View Submission - HiTECCoDES2023
A0169
Title: Distributional information criteria for Irpino-Verde two-component regression Authors:  Andrej Srakar - Institute for Economic Research Ljubljana (Slovenia) [presenting]
Abstract: Information criteria are standard tools in model selection. Yet they have not been developed so far in a distributional symbolic data context. Distributional Akaike and Bayesian information criteria are developed using likelihood functions for symbolic data previously generated. Our analysis takes place in a standard two-component Irpino-Verde framework using the Wasserstein metric to assess the distance of distributions and very general assumptions on model errors. Augmented leveraged bootstrap is used to derive confidence intervals for model parameters and statistics.
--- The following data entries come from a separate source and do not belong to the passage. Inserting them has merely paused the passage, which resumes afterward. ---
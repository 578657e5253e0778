//! # tether-hooks
//!
//! Declarative shell hooks: subprocesses forked on lifecycle events, fed a
//! JSON payload on stdin, whose exit code and stdout JSON steer control flow
//! at the call site. Orthogonal to in-process middleware; shell hooks run
//! inside the corresponding middleware stage.

use std::collections::HashMap;
use std::path::PathBuf;
use std::process::Stdio;
use std::time::Duration;

use regex::Regex;
use serde::{Deserialize, Serialize};
use serde_json::Value;
use tokio::io::AsyncWriteExt;
use tracing::{debug, warn};

use tether_core::{Result, TetherError};

/// Lifecycle events a hook can attach to.
#[derive(Debug, Clone, Copy, PartialEq, Eq, Hash, Serialize, Deserialize)]
pub enum HookEvent {
    SessionStart,
    UserPromptSubmit,
    PreToolUse,
    PostToolUse,
    PostToolUseFailure,
    PreCompact,
    SessionEnd,
}

impl HookEvent {
    pub fn as_str(&self) -> &'static str {
        match self {
            HookEvent::SessionStart => "SessionStart",
            HookEvent::UserPromptSubmit => "UserPromptSubmit",
            HookEvent::PreToolUse => "PreToolUse",
            HookEvent::PostToolUse => "PostToolUse",
            HookEvent::PostToolUseFailure => "PostToolUseFailure",
            HookEvent::PreCompact => "PreCompact",
            HookEvent::SessionEnd => "SessionEnd",
        }
    }
}

/// Tool-name selector. An empty or `*` pattern matches every tool; anything
/// else is an anchored regex.
#[derive(Debug, Clone, Default)]
pub struct Selector {
    pattern: Option<Regex>,
}

impl Selector {
    pub fn new(pattern: &str) -> Result<Self> {
        let trimmed = pattern.trim();
        if trimmed.is_empty() || trimmed == "*" {
            return Ok(Self { pattern: None });
        }
        let anchored = format!("^(?:{trimmed})$");
        let regex = Regex::new(&anchored)
            .map_err(|e| TetherError::Config(format!("bad hook selector {trimmed:?}: {e}")))?;
        Ok(Self {
            pattern: Some(regex),
        })
    }

    pub fn matches(&self, tool_name: Option<&str>) -> bool {
        match (&self.pattern, tool_name) {
            (None, _) => true,
            (Some(_), None) => false,
            (Some(re), Some(name)) => re.is_match(name),
        }
    }
}

/// One declarative hook entry.
#[derive(Debug, Clone)]
pub struct ShellHook {
    pub event: HookEvent,
    /// Run via `sh -c`.
    pub command: String,
    pub selector: Selector,
    /// Overrides the executor's default timeout.
    pub timeout: Option<Duration>,
    pub env: HashMap<String, String>,
    pub name: String,
}

/// JSON payload written to a hook's stdin.
#[derive(Debug, Clone, Default, Serialize)]
pub struct HookPayload {
    pub session_id: String,
    #[serde(skip_serializing_if = "Option::is_none")]
    pub tool_name: Option<String>,
    #[serde(skip_serializing_if = "Option::is_none")]
    pub tool_input: Option<serde_json::Map<String, Value>>,
    #[serde(skip_serializing_if = "Option::is_none")]
    pub tool_response: Option<Value>,
    #[serde(skip_serializing_if = "Option::is_none")]
    pub prompt: Option<String>,
    #[serde(flatten)]
    pub extra: serde_json::Map<String, Value>,
}

/// A control-flow decision carried back from a hook.
#[derive(Debug, Clone, Copy, PartialEq, Eq, Serialize, Deserialize)]
#[serde(rename_all = "lowercase")]
pub enum HookDecision {
    Allow,
    Deny,
    Ask,
}

// Stdout shape hooks may emit on exit 0.
#[derive(Debug, Default, Deserialize)]
struct HookStdout {
    #[serde(default)]
    decision: Option<HookDecision>,
    #[serde(default, rename = "hookSpecificOutput")]
    hook_specific_output: Option<HookSpecificOutput>,
}

#[derive(Debug, Default, Deserialize)]
struct HookSpecificOutput {
    #[serde(default, rename = "permissionDecision")]
    permission_decision: Option<HookDecision>,
    #[serde(default, rename = "updatedInput")]
    updated_input: Option<serde_json::Map<String, Value>>,
}

/// Aggregated outcome of firing the hooks for one event.
#[derive(Debug, Clone, Default)]
pub struct HookOutcome {
    /// Strongest decision seen: deny > ask > allow.
    pub decision: Option<HookDecision>,
    /// Last `updatedInput` emitted, if any.
    pub updated_input: Option<serde_json::Map<String, Value>>,
    /// Hooks that ran.
    pub fired: usize,
}

impl HookOutcome {
    fn absorb_decision(&mut self, decision: HookDecision) {
        self.decision = Some(match (self.decision, decision) {
            (Some(HookDecision::Deny), _) | (_, HookDecision::Deny) => HookDecision::Deny,
            (Some(HookDecision::Ask), _) | (_, HookDecision::Ask) => HookDecision::Ask,
            _ => HookDecision::Allow,
        });
    }
}

/// Runs registered hooks for lifecycle events, in registration order.
pub struct HookExecutor {
    hooks: Vec<ShellHook>,
    default_timeout: Duration,
    work_dir: PathBuf,
}

impl HookExecutor {
    pub fn new(work_dir: impl Into<PathBuf>) -> Self {
        Self {
            hooks: Vec::new(),
            default_timeout: Duration::from_secs(30),
            work_dir: work_dir.into(),
        }
    }

    pub fn with_default_timeout(mut self, timeout: Duration) -> Self {
        self.default_timeout = timeout;
        self
    }

    pub fn register(&mut self, hooks: impl IntoIterator<Item = ShellHook>) {
        self.hooks.extend(hooks);
    }

    pub fn hooks_for(&self, event: HookEvent) -> usize {
        self.hooks.iter().filter(|h| h.event == event).count()
    }

    /// Fire every hook registered for `event` whose selector matches.
    ///
    /// Exit 0 with JSON stdout contributes a decision and/or updated input.
    /// Exit 2 is a blocking error: it short-circuits remaining hooks and
    /// surfaces as [`TetherError::HookBlocked`]. Other non-zero exits are
    /// logged and ignored.
    pub async fn fire(&self, event: HookEvent, payload: &HookPayload) -> Result<HookOutcome> {
        let mut outcome = HookOutcome::default();
        let stdin_json = {
            let mut value = serde_json::to_value(payload)?;
            if let Value::Object(map) = &mut value {
                map.insert(
                    "hook_event_name".to_string(),
                    Value::String(event.as_str().to_string()),
                );
            }
            serde_json::to_vec(&value)?
        };

        for hook in self.hooks.iter().filter(|h| h.event == event) {
            if !hook.selector.matches(payload.tool_name.as_deref()) {
                continue;
            }
            outcome.fired += 1;
            let timeout = hook.timeout.unwrap_or(self.default_timeout);
            match self.run_one(hook, &stdin_json, timeout).await? {
                RunOutcome::Success(stdout) => {
                    if let Ok(parsed) = serde_json::from_slice::<HookStdout>(&stdout) {
                        let mut decision = parsed.decision;
                        if let Some(specific) = parsed.hook_specific_output {
                            if let Some(perm) = specific.permission_decision {
                                decision = Some(perm);
                            }
                            if let Some(updated) = specific.updated_input {
                                outcome.updated_input = Some(updated);
                            }
                        }
                        if let Some(decision) = decision {
                            outcome.absorb_decision(decision);
                            if decision == HookDecision::Deny {
                                debug!(hook = %hook.name, "hook denied, short-circuiting");
                                return Ok(outcome);
                            }
                        }
                    }
                }
                RunOutcome::NonBlockingFailure => {}
            }
        }
        Ok(outcome)
    }

    async fn run_one(
        &self,
        hook: &ShellHook,
        stdin_json: &[u8],
        timeout: Duration,
    ) -> Result<RunOutcome> {
        debug!(hook = %hook.name, event = hook.event.as_str(), "firing shell hook");
        let mut cmd = tokio::process::Command::new("sh");
        cmd.arg("-c")
            .arg(&hook.command)
            .current_dir(&self.work_dir)
            .envs(&hook.env)
            .stdin(Stdio::piped())
            .stdout(Stdio::piped())
            .stderr(Stdio::piped())
            .kill_on_drop(true);

        let mut child = cmd.spawn()?;
        if let Some(mut stdin) = child.stdin.take() {
            let _ = stdin.write_all(stdin_json).await;
            drop(stdin);
        }

        let output = match tokio::time::timeout(timeout, child.wait_with_output()).await {
            Ok(result) => result?,
            Err(_) => {
                warn!(hook = %hook.name, ?timeout, "hook timed out, killed");
                return Ok(RunOutcome::NonBlockingFailure);
            }
        };

        match output.status.code() {
            Some(0) => Ok(RunOutcome::Success(output.stdout)),
            Some(2) => {
                let stderr = String::from_utf8_lossy(&output.stderr).trim().to_string();
                warn!(hook = %hook.name, %stderr, "hook raised blocking error");
                Err(TetherError::HookBlocked {
                    hook: hook.name.clone(),
                    stderr,
                })
            }
            code => {
                warn!(hook = %hook.name, ?code, "hook failed (non-blocking)");
                Ok(RunOutcome::NonBlockingFailure)
            }
        }
    }
}

enum RunOutcome {
    Success(Vec<u8>),
    NonBlockingFailure,
}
It is studied the asymptotic consistency of the measures in a mathematical and simulation context and it is observed their computational efficiency (a problem of the original Irpino-Verde regression context). The aim is to observe the performance of the approach in a regression of long-term care provision on stringency measures in times of the COVID-19 pandemic using Corona 2 survey data of Survey of Health, Ageing and Retirement in Europe (SHARE). Multiple extensions of the approach are discussed to different distributional divergence metrics, likelihood function specifications, model selection criteria, inference possibilities and extensions to a possible Bayesian distributional context.